__Dataset excerpts__
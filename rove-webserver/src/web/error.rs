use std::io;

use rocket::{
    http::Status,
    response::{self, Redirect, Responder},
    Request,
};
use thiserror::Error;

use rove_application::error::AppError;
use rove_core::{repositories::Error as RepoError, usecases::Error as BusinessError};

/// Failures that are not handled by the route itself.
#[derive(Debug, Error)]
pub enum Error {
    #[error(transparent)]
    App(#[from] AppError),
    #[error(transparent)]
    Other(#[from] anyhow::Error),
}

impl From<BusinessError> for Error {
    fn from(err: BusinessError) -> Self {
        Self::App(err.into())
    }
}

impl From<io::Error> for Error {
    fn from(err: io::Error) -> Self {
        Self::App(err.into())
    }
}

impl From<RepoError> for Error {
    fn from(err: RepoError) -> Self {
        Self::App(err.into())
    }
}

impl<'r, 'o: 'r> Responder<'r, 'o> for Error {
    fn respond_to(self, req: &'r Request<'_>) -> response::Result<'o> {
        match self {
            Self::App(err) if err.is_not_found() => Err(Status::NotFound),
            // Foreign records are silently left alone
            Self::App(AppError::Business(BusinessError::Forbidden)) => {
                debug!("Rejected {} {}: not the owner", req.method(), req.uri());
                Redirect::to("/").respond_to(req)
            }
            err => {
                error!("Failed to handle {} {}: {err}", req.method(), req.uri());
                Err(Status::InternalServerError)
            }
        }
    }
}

---

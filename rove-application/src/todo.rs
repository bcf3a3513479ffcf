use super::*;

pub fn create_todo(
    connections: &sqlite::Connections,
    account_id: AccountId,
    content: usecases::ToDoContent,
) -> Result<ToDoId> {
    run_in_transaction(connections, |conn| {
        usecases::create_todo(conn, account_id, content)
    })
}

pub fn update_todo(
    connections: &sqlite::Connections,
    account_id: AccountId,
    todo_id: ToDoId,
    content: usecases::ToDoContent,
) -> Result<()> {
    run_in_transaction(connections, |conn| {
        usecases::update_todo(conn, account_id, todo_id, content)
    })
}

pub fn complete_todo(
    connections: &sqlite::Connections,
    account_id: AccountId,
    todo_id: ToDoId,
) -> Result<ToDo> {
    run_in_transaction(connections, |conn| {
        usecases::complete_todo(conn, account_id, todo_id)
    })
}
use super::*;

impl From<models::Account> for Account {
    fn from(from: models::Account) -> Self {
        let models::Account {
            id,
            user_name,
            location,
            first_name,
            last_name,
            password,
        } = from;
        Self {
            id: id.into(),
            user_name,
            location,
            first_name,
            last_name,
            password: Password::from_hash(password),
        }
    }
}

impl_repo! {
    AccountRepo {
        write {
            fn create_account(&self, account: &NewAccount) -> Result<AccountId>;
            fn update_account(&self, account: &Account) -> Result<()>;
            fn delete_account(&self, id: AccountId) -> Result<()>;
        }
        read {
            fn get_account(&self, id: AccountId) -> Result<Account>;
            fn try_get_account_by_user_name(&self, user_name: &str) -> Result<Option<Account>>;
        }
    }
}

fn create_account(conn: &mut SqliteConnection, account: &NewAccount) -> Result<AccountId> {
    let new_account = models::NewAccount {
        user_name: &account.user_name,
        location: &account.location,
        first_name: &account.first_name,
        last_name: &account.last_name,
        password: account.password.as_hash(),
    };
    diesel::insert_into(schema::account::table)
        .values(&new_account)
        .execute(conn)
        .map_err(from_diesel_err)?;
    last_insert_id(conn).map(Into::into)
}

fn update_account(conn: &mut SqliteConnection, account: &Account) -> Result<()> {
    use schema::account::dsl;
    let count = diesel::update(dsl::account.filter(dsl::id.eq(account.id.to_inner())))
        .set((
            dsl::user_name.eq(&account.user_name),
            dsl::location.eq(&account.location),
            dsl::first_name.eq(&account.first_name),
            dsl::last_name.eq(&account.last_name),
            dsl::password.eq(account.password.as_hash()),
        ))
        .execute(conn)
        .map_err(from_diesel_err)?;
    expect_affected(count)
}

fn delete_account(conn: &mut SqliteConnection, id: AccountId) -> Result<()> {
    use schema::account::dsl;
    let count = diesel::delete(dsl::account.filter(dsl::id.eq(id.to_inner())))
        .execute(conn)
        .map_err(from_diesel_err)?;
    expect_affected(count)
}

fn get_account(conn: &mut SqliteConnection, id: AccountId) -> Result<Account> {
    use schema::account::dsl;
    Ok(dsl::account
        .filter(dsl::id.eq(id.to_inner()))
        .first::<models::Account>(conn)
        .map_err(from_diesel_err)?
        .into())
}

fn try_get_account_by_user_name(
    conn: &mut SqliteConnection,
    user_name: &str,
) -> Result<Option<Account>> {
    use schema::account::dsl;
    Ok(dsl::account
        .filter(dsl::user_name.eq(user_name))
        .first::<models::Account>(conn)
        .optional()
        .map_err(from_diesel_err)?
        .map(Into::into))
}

__Work to be completed__
The required answer is the count of lines in the listing that contain the word "password", with no other text.

__Task answer__
4